For any $ \epsilon \gt 0$, there exists a positive number $\delta (\ \gt 0)$ where if $x \in D$ and $ |x - a| < \delta$ then $|f(x) - f(a)| < \epsilon$.

We can break the analytic definition for continuity down into three steps needed to verify it being correctly applied.

**"For any $ \epsilon \gt 0$":**First consider a positive real number, $\epsilon$, that is arbitrarily chosen and usually considered to be small, that is "close to $0$".

The number $\epsilon$ will be a control on the values of the function $f$, ensuring that these values are "close to $f(a)$".

In fact, we want $|f(x) - f(a)| < \epsilon$; that is, we want the values of $f$, $f(x)$, to be within the interval $(f(a)- \epsilon, f(a) + \epsilon)$.

**"there exists a positive number $\delta (\ \gt 0)$":**Now based on the chosen $\epsilon$, the task is to find a second positive number, $\delta$. The number $\delta$ provides a control on the number $x$ in the domain of $f$ to keep $x$ "close to $a$".

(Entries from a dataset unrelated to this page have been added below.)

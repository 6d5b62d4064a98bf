use chrono::{DateTime, TimeZone, Utc};
use serde::{Deserialize, Serialize};

use super::asset::{Asset, AssetType};

pub const DEFAULT_PROJECT_NAME: &str = "我的第一个游戏项目";
pub const NEW_PROJECT_NAME: &str = "新游戏项目";
pub const UNNAMED_PROJECT_NAME: &str = "未命名项目";

/// A project owns one knowledge base of classified assets.
#[derive(Debug, Clone, PartialEq, Serialize, Deserialize)]
#[serde(rename_all = "camelCase")]
pub struct Project {
    pub id: String,
    pub name: String,
    pub knowledge_base: Vec<Asset>,
    pub created_at: DateTime<Utc>,
}

impl Project {
    pub fn new(name: &str) -> Self {
        Self {
            id: new_project_id(),
            name: name.to_string(),
            knowledge_base: Vec::new(),
            created_at: Utc::now(),
        }
    }

    /// Rebuild a project from an untrusted JSON record, defaulting every
    /// missing or unreadable field. Assets that do not deserialize are dropped.
    pub fn from_json_lenient(value: &serde_json::Value) -> Self {
        let id = value
            .get("id")
            .and_then(|v| v.as_str())
            .filter(|s| !s.is_empty())
            .map(str::to_string)
            .unwrap_or_else(new_project_id);

        let name = value
            .get("name")
            .and_then(|v| v.as_str())
            .filter(|s| !s.is_empty())
            .unwrap_or(UNNAMED_PROJECT_NAME)
            .to_string();

        let knowledge_base = value
            .get("knowledgeBase")
            .and_then(|v| v.as_array())
            .map(|items| {
                items
                    .iter()
                    .filter_map(|item| match serde_json::from_value::<Asset>(item.clone()) {
                        Ok(asset) => Some(asset),
                        Err(e) => {
                            log::warn!("dropping unreadable asset in project {}: {}", id, e);
                            None
                        }
                    })
                    .collect()
            })
            .unwrap_or_default();

        let created_at = value
            .get("createdAt")
            .and_then(parse_timestamp)
            .unwrap_or_else(Utc::now);

        Self {
            id,
            name,
            knowledge_base,
            created_at,
        }
    }

    /// Knowledge-base browser filter: `category` of `None` or `"all"` matches
    /// everything; `query` matches name or any tag, case-insensitively.
    pub fn filter_assets(&self, category: Option<&str>, query: &str) -> Vec<&Asset> {
        let category = category.filter(|c| *c != "all");
        self.knowledge_base
            .iter()
            .filter(|a| category.map_or(true, |c| a.category == c))
            .filter(|a| a.matches_query(query))
            .collect()
    }

    pub fn count_by_type(&self, asset_type: AssetType) -> usize {
        self.knowledge_base
            .iter()
            .filter(|a| a.asset_type == asset_type)
            .count()
    }

    /// First image asset in upload order.
    pub fn first_image(&self) -> Option<&Asset> {
        self.knowledge_base
            .iter()
            .find(|a| a.asset_type == AssetType::Image)
    }
}

fn new_project_id() -> String {
    format!("project_{}", uuid::Uuid::new_v4().simple())
}

/// Accepts RFC 3339 strings and millisecond epoch numbers.
fn parse_timestamp(value: &serde_json::Value) -> Option<DateTime<Utc>> {
    if let Some(s) = value.as_str() {
        return DateTime::parse_from_rfc3339(s)
            .ok()
            .map(|d| d.with_timezone(&Utc));
    }
    value
        .as_i64()
        .and_then(|ms| Utc.timestamp_millis_opt(ms).single())
}

#[cfg(test)]
mod tests {
    use super::*;
    use crate::schema::asset::{AssetUpload, ImageCategory};
    use serde_json::json;

    fn asset(name: &str, mime: &str, category: Option<ImageCategory>) -> Asset {
        let mut a = Asset::from_upload(AssetUpload {
            name: name.to_string(),
            mime_type: mime.to_string(),
            byte_len: 10,
            image_category: category,
            preview: None,
        });
        a.classify();
        a
    }

    #[test]
    fn lenient_rebuild_defaults_missing_fields() {
        let p = Project::from_json_lenient(&json!({}));
        assert!(p.id.starts_with("project_"));
        assert_eq!(p.name, UNNAMED_PROJECT_NAME);
        assert!(p.knowledge_base.is_empty());
    }

    #[test]
    fn lenient_rebuild_parses_dates() {
        let p = Project::from_json_lenient(&json!({
            "id": "project_1",
            "name": "旧项目",
            "knowledgeBase": [],
            "createdAt": "2025-09-14T08:30:00.000Z"
        }));
        assert_eq!(p.id, "project_1");
        assert_eq!(p.name, "旧项目");
        assert_eq!(p.created_at.timestamp(), 1757838600);

        let p = Project::from_json_lenient(&json!({ "createdAt": 1_000 }));
        assert_eq!(p.created_at.timestamp_millis(), 1_000);
    }

    #[test]
    fn lenient_rebuild_drops_bad_assets() {
        let good = serde_json::to_value(asset("a.png", "image/png", None)).unwrap();
        let p = Project::from_json_lenient(&json!({
            "knowledgeBase": [good, { "bogus": true }]
        }));
        assert_eq!(p.knowledge_base.len(), 1);
    }

    #[test]
    fn filter_by_category_and_query() {
        let mut p = Project::new("测试");
        p.knowledge_base.push(asset("hero.png", "image/png", Some(ImageCategory::Character)));
        p.knowledge_base.push(asset("intro.mp4", "video/mp4", None));
        p.knowledge_base.push(asset("lore.txt", "text/plain", None));

        assert_eq!(p.filter_assets(None, "").len(), 3);
        assert_eq!(p.filter_assets(Some("all"), "").len(), 3);
        assert_eq!(p.filter_assets(Some("视觉素材"), "").len(), 1);
        assert_eq!(p.filter_assets(None, "人物").len(), 1);
        assert_eq!(p.filter_assets(Some("视频素材"), "人物").len(), 0);
        assert_eq!(p.count_by_type(AssetType::Text), 1);
        assert_eq!(p.first_image().map(|a| a.name.as_str()), Some("hero.png"));
    }
}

In fact the constraint $|x - a| < \delta$ amounts to having $x$ in the interval $(a-\delta,a+\delta)$.**"if****$x \in D$ and $ |x - a| < \delta$ then $|f(x) - f(a)| < \epsilon$****":**The number $\delta$ works in the definition for the given $\epsilon$**only if**when $x$ is a number with $x \in D$ and $ |x - a| < \delta$ then it can be demonstrated that $|f(x) - f(a)| < \epsilon$. The demonstration will connect the constraint on $x$ with the actual function's definition and an analysis that eventually results in a conclusion connecting to the inequality $|f(x) - f(a)| < \epsilon$.